Round Up Ready:  Cottonseed varieties that contain the genetic trait which makes the plant resistant to glyphosate herbicide, also known as Round Up.  Cotton grown with this trait can have glyphosate sprayed directly over the growing crop to control the weeds.

Hoe Hands:  Before herbicide was used to control weeds, large groups of farm workers would move from field to field chopping the weeds by hand with hoes

Burn Down:  After a field has been sprayed with herbicide and the weeds have died, you consider that a burn down.
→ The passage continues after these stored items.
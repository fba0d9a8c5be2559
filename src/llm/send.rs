use crate::config::Config;
use crate::error::{InterpretError, InterpretResult};
use crate::llm::receive::decode_response;
use crate::llm::CompletionEndpoint;
use async_trait::async_trait;
use reqwest::header::{AUTHORIZATION, CONTENT_TYPE};
use reqwest::Client;
use serde::Serialize;
use serde_json::{Map, Value};
use std::time::Instant;
use tracing::{debug, info, instrument};

pub const RESPONSE_MODE_BLOCKING: &str = "blocking";

/// Body of a `POST {base_url}/chat-messages` call.
#[derive(Serialize, Debug)]
pub struct ChatMessageRequest<'a> {
    pub query: &'a str,
    pub response_mode: &'static str,
    pub user: &'a str,
    pub inputs: Map<String, Value>,
    pub auto_generate_name: bool,
}

impl<'a> ChatMessageRequest<'a> {
    pub fn blocking(query: &'a str, user: &'a str) -> Self {
        Self {
            query,
            response_mode: RESPONSE_MODE_BLOCKING,
            user,
            inputs: Map::new(),
            auto_generate_name: false,
        }
    }
}

/// Single-shot client for the chat-messages completion API. One request,
/// no retries; the timeout is enforced by the underlying HTTP client.
pub struct ChatMessagesClient {
    client: Client,
    endpoint: String,
    api_key: String,
    user: String,
}

impl ChatMessagesClient {
    pub fn new(config: &Config) -> InterpretResult<Self> {
        let client = Client::builder()
            .timeout(config.timeout())
            .build()
            .map_err(|e| InterpretError::Transport {
                timeout: false,
                message: format!("Failed to create HTTP client: {}", e),
            })?;

        Ok(Self {
            client,
            endpoint: config.endpoint(),
            api_key: config.api_key.clone(),
            user: config.user.clone(),
        })
    }

    pub fn endpoint(&self) -> &str {
        &self.endpoint
    }
}

#[async_trait]
impl CompletionEndpoint for ChatMessagesClient {
    #[instrument(skip(self, query), fields(query_len = query.len()))]
    async fn complete(&self, query: &str) -> InterpretResult<String> {
        let body = ChatMessageRequest::blocking(query, &self.user);
        let start = Instant::now();

        info!(url = %self.endpoint, "Sending completion request");
        let response = self
            .client
            .post(&self.endpoint)
            .header(AUTHORIZATION, format!("Bearer {}", self.api_key))
            .header(CONTENT_TYPE, "application/json")
            .json(&body)
            .send()
            .await
            .map_err(transport_error)?;

        let status = response.status();
        let text = response.text().await.map_err(transport_error)?;

        info!(
            status = status.as_u16(),
            elapsed_ms = start.elapsed().as_millis() as u64,
            "Completion response received"
        );
        debug!(body_len = text.len(), "Decoding completion response");

        decode_response(status, &text)
    }
}

fn transport_error(e: reqwest::Error) -> InterpretError {
    InterpretError::Transport {
        timeout: e.is_timeout(),
        message: if e.is_timeout() {
            "Request timeout - the API took too long to respond".to_string()
        } else if e.is_connect() {
            format!("Connection error - unable to reach the API: {}", e)
        } else {
            format!("Network error: {}", e)
        },
    }
}
use super::*;
use crate::config::Config;
use crate::error::InterpretError;
use mockito::Matcher;
use serde_json::json;
use std::time::{Duration, Instant};
use tokio::net::TcpListener;

#[test]
fn request_body_carries_fixed_fields() {
    let body = serde_json::to_value(ChatMessageRequest::blocking("prompt", "geometry_user")).unwrap();
    assert_eq!(
        body,
        json!({
            "query": "prompt",
            "response_mode": "blocking",
            "user": "geometry_user",
            "inputs": {},
            "auto_generate_name": false
        })
    );
}

#[tokio::test]
async fn posts_prompt_with_bearer_token() {
    let mut server = mockito::Server::new_async().await;
    let mock = server
        .mock("POST", "/v1/chat-messages")
        .match_header("authorization", "Bearer app-test-key")
        .match_header("content-type", "application/json")
        .match_body(Matcher::Json(json!({
            "query": "描述一个球体",
            "response_mode": "blocking",
            "user": "geometry_user",
            "inputs": {},
            "auto_generate_name": false
        })))
        .with_status(200)
        .with_header("content-type", "application/json")
        .with_body(r#"{"event": "message", "answer": "{\"geometryType\": \"球体\"}"}"#)
        .create_async()
        .await;

    let config = Config::new(format!("{}/v1/", server.url()), "app-test-key");
    let client = ChatMessagesClient::new(&config).unwrap();
    let answer = client.complete("描述一个球体").await.unwrap();

    assert_eq!(answer, r#"{"geometryType": "球体"}"#);
    mock.assert_async().await;
}

#[tokio::test]
async fn error_status_surfaces_remote_message() {
    let mut server = mockito::Server::new_async().await;
    let _mock = server
        .mock("POST", "/chat-messages")
        .with_status(400)
        .with_header("content-type", "application/json")
        .with_body(r#"{"code": "invalid_param", "message": "query is required", "status": 400}"#)
        .create_async()
        .await;

    let client = ChatMessagesClient::new(&Config::new(server.url(), "key")).unwrap();
    let err = client.complete("q").await.unwrap_err();

    match err {
        InterpretError::Remote { status, message } => {
            assert_eq!(status, 400);
            assert_eq!(message, "query is required");
        }
        other => panic!("unexpected error: {:?}", other),
    }
}

#[tokio::test]
async fn success_without_answer_is_a_shape_error() {
    let mut server = mockito::Server::new_async().await;
    let _mock = server
        .mock("POST", "/chat-messages")
        .with_status(200)
        .with_body(r#"{"conversation_id": "abc"}"#)
        .create_async()
        .await;

    let client = ChatMessagesClient::new(&Config::new(server.url(), "key")).unwrap();
    let err = client.complete("q").await.unwrap_err();
    assert!(matches!(err, InterpretError::ResponseShape { .. }));
}

#[tokio::test]
async fn slow_server_is_reported_as_timeout() {
    let listener = TcpListener::bind("127.0.0.1:0").await.unwrap();
    let addr = listener.local_addr().unwrap();
    tokio::spawn(async move {
        // accept and hold the connection without ever answering
        if let Ok((socket, _)) = listener.accept().await {
            tokio::time::sleep(Duration::from_secs(5)).await;
            drop(socket);
        }
    });

    let config =
        Config::new(format!("http://{}", addr), "key").with_timeout(Duration::from_millis(200));
    let client = ChatMessagesClient::new(&config).unwrap();

    let start = Instant::now();
    let err = client.complete("q").await.unwrap_err();

    assert!(err.is_timeout(), "expected timeout, got {:?}", err);
    assert!(start.elapsed() < Duration::from_secs(5));
}

#[tokio::test]
async fn refused_connection_is_not_a_timeout() {
    let listener = TcpListener::bind("127.0.0.1:0").await.unwrap();
    let addr = listener.local_addr().unwrap();
    drop(listener);

    let client = ChatMessagesClient::new(&Config::new(format!("http://{}", addr), "key")).unwrap();
    let err = client.complete("q").await.unwrap_err();

    assert!(
        matches!(err, InterpretError::Transport { timeout: false, .. }),
        "expected connection failure, got {:?}",
        err
    );
}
 Cultivate: If you planted genetically modified cotton containing the Round Up Ready trait the previous year, the volunteer plants will be resistant to the herbicide and you must mechanically remove them by plowing with a plow called a cultivator.  Also, if you don't want to spray herbicide or plant non-genetically modified cotton, this simply refers to plowing your cotton crop and cleaning out the weeds between the rows.

Volunteer:  During harvest, locks of cotton are dropped and left in the field.  These locks of cotton contain cottonseed that will sprout the following spring.  These volunteer cotton plants are considered a "weed" since they are not in the row and are not easy to harvest.

Strippin': Dryland cotton is smaller than irrigated cotton and most harvesting is done with Cotton Strippers.  This refers to the way the harvester removes the cotton from the plant.  Sections of rubber flaps called bats and sections of long brushes rotate to strip everything from the stalk: leaves, burrs, cotton and all.  Larger cotton and much of the irrigated cotton use Cotton Pickers to harvest which use units that literally spin the cotton out of the burr taking only the cotton from the plant.

Barks:  Refers to the bark from the woody cotton stem.  This bark can make it's way into the cotton fibers and cause the grade of the cotton to come back marked "Bark."  This lowers the price a farmer will receive for that cotton since the bark must be removed from the fibers before it can be spun into thread and fabric.  Different factors can contribute to the problem, such as cotton that has died due to Cotton Root Rot.

I hope this clears up some of the language barrier that can occur as you read my blogs about cotton farming or if you ever find yourself leaning on the back of a pick up truck on the turn row talking about cotton to the Farmer I Kiss.  Leave me a comment with your own special definitions from your farming operations.